Printed picture of the Dow Jones performance chart that shows a financial rollercoaster of dips and increases in the stock market

You may have heard the Chinese proverb: the best time to plant a tree was 20 years ago. The second-best time is now. The same is true with investing. If you think you’ll have time to get started later, you should see how that’s working out for older generations.

The power of compound interest

If you wait to invest, you miss out on a huge advantage – compound interest. An urban legend says that Einstein once called this the most powerful force in the universe.

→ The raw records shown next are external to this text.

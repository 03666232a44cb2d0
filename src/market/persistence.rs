use crate::error::AppError;
use crate::market::types::now_unix_ms;
use async_trait::async_trait;
use sqlx::{Row, SqlitePool};

/// Storage for the single process-wide access credential.
#[async_trait]
pub trait CredentialStore: Send + Sync {
    /// Returns `None` when no credential has been saved.
    async fn load(&self) -> Result<Option<String>, AppError>;

    /// Saves the trimmed value. An empty value clears the stored credential.
    async fn save(&self, value: &str) -> Result<(), AppError>;

    async fn clear(&self) -> Result<(), AppError>;
}

#[derive(Debug, Clone)]
pub struct SqliteCredentialStore {
    pool: SqlitePool,
}

impl SqliteCredentialStore {
    pub fn new(pool: SqlitePool) -> Self {
        Self { pool }
    }
}

#[async_trait]
impl CredentialStore for SqliteCredentialStore {
    async fn load(&self) -> Result<Option<String>, AppError> {
        let row = sqlx::query("SELECT value FROM credentials WHERE id = 1")
            .fetch_optional(&self.pool)
            .await?;

        let Some(row) = row else {
            return Ok(None);
        };
        let value: String = row.try_get("value")?;
        Ok(Some(value).filter(|value| !value.is_empty()))
    }

    async fn save(&self, value: &str) -> Result<(), AppError> {
        let value = value.trim();
        if value.is_empty() {
            return self.clear().await;
        }

        sqlx::query(
            "INSERT INTO credentials (id, value, updated_at_ms) VALUES (1, ?, ?) \
             ON CONFLICT(id) DO UPDATE SET value=excluded.value, updated_at_ms=excluded.updated_at_ms",
        )
        .bind(value)
        .bind(now_unix_ms())
        .execute(&self.pool)
        .await?;

        Ok(())
    }

    async fn clear(&self) -> Result<(), AppError> {
        sqlx::query("DELETE FROM credentials WHERE id = 1")
            .execute(&self.pool)
            .await?;
        Ok(())
    }
}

Compound interest means the money you invest earns interest, and your interest earns more interest. This allows the growth of your money to accelerate with time. If you start early, you will give your invested dollars a better opportunity to build on each other. The following example shows the true power of this:

Amber saves and invests $5,000 a year between the ages of 25 and 35, and then she stops saving. Jeff does not start saving until age 35. He then saves and invests $5,000 a year for the next 30 years.

Amber has saved a total of $50,000 (10 times $5,000) and Jeff has saved a total of $150,000 (30 times $5,000). They both earn an average of 10% a year on their investments (average historical return of stock market).

Who do you think has more money at age 65?

Amazingly it is Amber! She has a little under $1.4 million. Jeff ends up with $822,000, 41% less than Amber, even though he saved three times more of his money. This is because he started 10 years later. This is why it makes sense to start investing sooner rather than later. You can play with the numbers yourself using a compound return calculator.

Should I pay off my debt first?

This question comes up often. I usually recommend setting aside some income to invest while paying off debt. Even if the interest rate on your debt is higher than the expected return on your investments, it is psychologically important to see your wealth grow as your debt goes down. Otherwise, it can be tough to stick to your debt reduction plan. For instance, you can set aside 10% of your income for debt repayment and 10% for investing. Once your debt is paid off, you can double your investment contributions. No amount is too small – even $50 per month can go a long way.

So when is the best time to start investing? Right now!